Filter the material below so that only lines containing "summary" remain.
=== Begin Enclosure ===
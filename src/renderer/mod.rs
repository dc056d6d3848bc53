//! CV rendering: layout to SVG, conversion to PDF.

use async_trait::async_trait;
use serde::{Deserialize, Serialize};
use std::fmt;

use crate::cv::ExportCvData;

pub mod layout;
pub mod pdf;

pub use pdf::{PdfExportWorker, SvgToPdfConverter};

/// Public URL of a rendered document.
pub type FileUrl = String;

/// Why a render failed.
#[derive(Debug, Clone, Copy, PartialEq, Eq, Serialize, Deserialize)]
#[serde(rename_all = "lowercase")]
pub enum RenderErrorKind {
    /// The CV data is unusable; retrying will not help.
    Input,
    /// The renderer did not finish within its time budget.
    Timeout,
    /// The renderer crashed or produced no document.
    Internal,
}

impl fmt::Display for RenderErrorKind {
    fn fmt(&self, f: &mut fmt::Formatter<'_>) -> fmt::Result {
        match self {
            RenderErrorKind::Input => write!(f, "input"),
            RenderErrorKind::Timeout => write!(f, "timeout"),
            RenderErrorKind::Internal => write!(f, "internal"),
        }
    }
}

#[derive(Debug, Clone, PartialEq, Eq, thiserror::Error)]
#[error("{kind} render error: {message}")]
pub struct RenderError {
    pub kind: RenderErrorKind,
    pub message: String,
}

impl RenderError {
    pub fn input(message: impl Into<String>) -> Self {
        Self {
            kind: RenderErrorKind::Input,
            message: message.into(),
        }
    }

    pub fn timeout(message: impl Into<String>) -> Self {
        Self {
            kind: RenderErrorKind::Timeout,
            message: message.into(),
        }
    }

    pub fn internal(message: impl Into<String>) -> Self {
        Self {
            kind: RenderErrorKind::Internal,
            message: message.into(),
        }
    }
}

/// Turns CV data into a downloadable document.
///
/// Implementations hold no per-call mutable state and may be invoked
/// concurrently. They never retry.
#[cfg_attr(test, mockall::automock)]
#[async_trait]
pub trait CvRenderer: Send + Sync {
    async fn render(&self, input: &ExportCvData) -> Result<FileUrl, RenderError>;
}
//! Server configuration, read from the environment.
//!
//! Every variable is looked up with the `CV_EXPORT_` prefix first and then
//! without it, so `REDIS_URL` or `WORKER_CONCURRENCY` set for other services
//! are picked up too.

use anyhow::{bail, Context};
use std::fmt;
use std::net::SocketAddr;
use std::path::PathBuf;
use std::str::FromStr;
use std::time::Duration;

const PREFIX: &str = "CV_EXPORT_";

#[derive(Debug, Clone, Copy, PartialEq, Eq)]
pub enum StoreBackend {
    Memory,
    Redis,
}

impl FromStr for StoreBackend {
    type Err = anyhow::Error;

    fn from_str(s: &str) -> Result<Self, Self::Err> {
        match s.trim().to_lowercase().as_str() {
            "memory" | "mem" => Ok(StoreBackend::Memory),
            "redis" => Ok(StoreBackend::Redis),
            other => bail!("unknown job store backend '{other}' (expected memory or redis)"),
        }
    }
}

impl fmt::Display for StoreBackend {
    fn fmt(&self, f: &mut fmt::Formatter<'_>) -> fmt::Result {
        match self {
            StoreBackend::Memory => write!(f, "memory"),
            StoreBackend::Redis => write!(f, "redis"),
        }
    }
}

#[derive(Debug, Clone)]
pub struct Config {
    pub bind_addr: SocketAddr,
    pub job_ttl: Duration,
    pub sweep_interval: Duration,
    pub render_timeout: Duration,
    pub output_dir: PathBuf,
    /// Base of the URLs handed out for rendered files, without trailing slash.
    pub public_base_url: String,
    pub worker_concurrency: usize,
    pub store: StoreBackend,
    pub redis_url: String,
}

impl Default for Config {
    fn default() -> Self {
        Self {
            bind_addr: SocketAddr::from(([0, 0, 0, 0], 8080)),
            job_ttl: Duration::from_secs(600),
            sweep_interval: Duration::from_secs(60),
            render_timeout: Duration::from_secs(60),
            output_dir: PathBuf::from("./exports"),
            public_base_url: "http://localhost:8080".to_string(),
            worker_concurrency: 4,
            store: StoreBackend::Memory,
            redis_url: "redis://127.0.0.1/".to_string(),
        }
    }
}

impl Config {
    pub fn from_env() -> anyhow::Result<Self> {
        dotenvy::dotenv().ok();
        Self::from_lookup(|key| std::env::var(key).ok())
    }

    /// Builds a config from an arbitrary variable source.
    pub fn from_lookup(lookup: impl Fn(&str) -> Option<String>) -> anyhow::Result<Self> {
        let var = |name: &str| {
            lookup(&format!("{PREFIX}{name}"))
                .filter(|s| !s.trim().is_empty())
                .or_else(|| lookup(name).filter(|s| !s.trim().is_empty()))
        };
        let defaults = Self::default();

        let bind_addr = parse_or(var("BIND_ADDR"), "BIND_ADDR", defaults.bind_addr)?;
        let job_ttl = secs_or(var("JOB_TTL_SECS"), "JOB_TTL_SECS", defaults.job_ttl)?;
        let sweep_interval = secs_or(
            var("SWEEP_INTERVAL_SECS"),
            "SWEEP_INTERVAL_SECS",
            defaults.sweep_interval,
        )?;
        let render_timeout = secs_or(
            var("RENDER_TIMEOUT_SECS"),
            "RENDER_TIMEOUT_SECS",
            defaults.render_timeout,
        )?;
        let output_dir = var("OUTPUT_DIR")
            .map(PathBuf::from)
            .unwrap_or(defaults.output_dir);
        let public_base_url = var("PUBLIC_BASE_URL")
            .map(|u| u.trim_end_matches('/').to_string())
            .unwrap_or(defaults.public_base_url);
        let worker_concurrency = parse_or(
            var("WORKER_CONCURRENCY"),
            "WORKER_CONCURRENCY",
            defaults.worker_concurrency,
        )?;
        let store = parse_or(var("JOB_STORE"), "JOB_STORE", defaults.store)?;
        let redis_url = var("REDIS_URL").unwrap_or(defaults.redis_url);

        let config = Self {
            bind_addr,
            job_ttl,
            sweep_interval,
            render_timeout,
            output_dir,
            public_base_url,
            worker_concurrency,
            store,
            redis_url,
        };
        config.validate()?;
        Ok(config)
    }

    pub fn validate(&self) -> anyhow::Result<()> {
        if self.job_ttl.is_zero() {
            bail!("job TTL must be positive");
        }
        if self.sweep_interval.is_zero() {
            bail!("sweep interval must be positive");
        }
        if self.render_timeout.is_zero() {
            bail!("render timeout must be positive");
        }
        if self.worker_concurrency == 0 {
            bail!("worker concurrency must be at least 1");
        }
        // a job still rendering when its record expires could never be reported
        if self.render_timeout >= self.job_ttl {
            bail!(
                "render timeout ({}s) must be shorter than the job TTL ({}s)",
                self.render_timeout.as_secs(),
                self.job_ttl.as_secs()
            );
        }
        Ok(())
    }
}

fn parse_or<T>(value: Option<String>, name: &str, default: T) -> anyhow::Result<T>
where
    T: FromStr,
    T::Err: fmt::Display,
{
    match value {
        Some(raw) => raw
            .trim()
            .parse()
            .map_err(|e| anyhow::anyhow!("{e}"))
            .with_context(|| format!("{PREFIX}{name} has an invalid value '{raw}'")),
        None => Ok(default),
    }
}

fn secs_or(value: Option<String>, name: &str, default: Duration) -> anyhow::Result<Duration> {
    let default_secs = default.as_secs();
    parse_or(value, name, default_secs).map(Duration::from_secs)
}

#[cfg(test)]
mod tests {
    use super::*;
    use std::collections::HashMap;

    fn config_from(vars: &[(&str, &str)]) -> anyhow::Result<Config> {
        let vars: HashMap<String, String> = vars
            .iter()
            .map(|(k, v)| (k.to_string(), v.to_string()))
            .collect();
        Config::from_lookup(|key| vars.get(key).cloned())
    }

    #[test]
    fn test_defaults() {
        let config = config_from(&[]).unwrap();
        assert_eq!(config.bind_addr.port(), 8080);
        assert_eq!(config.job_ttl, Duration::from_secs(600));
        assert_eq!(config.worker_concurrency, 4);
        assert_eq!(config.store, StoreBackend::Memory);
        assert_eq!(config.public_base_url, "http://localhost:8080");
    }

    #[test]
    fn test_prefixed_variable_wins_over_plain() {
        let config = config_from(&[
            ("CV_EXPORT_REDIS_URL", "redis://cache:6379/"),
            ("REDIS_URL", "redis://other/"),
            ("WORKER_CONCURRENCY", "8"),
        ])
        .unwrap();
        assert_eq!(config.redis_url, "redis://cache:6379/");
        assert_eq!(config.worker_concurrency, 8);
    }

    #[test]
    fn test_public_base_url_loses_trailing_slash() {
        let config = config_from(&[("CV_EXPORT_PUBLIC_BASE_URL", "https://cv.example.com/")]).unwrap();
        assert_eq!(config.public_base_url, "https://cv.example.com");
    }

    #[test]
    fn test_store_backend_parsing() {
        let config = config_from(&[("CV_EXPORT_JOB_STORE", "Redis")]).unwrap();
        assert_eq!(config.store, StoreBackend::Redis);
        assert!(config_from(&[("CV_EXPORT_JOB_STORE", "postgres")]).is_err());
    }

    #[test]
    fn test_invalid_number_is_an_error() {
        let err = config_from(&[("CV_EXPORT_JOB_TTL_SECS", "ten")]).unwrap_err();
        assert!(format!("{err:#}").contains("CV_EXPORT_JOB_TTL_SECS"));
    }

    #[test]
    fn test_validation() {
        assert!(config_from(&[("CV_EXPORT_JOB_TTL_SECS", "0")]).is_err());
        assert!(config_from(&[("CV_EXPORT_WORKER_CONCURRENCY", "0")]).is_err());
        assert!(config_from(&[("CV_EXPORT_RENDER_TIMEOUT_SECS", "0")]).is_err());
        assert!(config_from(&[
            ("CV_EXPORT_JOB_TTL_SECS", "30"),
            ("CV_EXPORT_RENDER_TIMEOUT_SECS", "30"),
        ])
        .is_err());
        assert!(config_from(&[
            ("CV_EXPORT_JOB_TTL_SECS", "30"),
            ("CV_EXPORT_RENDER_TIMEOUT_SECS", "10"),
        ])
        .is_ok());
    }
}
=== End Enclosure ===
=== Begin Enclosure ===
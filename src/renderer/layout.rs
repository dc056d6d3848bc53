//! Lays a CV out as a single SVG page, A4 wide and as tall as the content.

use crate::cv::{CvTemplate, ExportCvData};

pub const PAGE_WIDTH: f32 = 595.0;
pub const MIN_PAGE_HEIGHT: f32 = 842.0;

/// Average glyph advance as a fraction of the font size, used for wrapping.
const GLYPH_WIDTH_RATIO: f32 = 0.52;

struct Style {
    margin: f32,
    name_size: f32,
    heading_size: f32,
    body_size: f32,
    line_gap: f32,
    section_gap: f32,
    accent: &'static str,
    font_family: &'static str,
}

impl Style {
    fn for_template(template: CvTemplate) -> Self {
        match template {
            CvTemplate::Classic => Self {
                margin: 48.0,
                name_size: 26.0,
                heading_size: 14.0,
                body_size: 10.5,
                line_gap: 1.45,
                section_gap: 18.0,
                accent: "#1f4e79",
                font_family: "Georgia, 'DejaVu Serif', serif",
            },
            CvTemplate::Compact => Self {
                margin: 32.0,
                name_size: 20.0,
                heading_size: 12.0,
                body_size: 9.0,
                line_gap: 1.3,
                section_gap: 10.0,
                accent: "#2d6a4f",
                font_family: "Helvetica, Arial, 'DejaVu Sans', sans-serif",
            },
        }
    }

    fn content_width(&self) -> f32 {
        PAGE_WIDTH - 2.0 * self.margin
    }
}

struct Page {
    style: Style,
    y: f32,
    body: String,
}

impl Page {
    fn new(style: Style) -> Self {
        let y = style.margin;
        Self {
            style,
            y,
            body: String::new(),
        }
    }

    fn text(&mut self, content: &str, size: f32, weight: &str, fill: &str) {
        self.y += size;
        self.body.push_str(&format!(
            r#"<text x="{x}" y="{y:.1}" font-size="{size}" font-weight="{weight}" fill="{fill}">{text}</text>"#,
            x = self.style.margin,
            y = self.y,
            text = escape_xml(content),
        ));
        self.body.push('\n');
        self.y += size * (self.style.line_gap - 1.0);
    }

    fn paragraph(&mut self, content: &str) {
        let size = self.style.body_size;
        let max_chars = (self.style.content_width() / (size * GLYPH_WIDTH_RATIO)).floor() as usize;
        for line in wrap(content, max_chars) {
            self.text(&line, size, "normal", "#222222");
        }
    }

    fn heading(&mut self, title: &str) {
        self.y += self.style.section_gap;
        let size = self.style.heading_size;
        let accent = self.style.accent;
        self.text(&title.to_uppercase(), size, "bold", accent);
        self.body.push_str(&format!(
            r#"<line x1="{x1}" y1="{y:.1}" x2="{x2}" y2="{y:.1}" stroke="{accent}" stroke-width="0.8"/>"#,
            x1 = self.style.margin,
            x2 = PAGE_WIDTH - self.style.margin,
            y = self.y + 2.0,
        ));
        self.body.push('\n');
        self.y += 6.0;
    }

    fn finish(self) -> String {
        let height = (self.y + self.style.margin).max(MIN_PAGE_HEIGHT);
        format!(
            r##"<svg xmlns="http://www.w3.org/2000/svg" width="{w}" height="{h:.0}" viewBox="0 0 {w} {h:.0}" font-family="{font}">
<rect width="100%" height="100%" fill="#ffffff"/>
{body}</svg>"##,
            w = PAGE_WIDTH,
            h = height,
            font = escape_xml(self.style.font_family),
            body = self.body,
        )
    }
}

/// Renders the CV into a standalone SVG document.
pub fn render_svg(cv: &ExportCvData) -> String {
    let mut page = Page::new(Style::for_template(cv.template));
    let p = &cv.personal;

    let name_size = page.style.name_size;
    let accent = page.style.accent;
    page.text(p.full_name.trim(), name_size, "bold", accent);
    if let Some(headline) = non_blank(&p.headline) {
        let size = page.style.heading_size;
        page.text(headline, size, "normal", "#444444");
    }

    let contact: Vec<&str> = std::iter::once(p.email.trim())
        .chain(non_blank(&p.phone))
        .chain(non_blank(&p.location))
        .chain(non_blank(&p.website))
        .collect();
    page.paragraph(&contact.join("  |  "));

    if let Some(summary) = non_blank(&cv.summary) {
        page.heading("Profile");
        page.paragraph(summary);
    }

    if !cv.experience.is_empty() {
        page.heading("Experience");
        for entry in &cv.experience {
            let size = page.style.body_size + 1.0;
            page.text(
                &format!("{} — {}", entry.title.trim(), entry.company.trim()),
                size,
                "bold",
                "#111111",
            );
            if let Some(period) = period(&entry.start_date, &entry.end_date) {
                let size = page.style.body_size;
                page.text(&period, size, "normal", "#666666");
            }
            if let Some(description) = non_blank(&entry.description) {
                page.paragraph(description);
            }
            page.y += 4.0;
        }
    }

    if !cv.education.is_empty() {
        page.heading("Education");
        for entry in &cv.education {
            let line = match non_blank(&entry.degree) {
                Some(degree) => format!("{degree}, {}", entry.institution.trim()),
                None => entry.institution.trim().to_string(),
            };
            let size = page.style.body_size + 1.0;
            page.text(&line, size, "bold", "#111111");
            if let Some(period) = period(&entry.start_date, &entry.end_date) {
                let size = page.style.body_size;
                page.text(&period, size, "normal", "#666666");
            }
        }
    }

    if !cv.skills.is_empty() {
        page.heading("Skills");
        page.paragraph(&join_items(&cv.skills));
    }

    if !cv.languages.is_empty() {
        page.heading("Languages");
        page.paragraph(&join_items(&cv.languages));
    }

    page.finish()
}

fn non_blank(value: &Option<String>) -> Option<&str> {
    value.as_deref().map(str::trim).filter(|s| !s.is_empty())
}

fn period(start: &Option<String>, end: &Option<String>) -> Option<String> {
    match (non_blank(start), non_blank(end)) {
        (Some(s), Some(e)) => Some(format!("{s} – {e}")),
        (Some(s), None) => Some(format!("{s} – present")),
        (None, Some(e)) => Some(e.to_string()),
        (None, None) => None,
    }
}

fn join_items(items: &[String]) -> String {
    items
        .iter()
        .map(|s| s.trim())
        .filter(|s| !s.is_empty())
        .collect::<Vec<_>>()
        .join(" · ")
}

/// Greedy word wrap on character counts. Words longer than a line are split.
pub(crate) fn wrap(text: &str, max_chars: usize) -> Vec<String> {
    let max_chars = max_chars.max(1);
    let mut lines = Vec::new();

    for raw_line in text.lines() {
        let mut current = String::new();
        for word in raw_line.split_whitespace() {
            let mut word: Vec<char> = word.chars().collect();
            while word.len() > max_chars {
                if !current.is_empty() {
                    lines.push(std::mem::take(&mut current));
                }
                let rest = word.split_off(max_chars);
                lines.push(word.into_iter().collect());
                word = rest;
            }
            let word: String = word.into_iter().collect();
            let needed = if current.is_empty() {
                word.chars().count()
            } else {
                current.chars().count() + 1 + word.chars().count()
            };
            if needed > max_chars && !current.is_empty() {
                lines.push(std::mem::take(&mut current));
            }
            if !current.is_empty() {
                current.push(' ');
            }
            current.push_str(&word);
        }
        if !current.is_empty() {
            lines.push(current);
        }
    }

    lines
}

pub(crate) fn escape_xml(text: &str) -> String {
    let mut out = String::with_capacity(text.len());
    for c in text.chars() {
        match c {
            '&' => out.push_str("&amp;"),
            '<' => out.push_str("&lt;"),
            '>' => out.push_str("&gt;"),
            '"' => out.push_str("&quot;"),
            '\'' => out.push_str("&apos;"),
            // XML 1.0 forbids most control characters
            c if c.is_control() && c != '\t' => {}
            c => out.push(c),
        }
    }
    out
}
=== End Enclosure ===
Response area:
    if let Some(summary) = non_blank(&cv.summary) {
        page.paragraph(summary);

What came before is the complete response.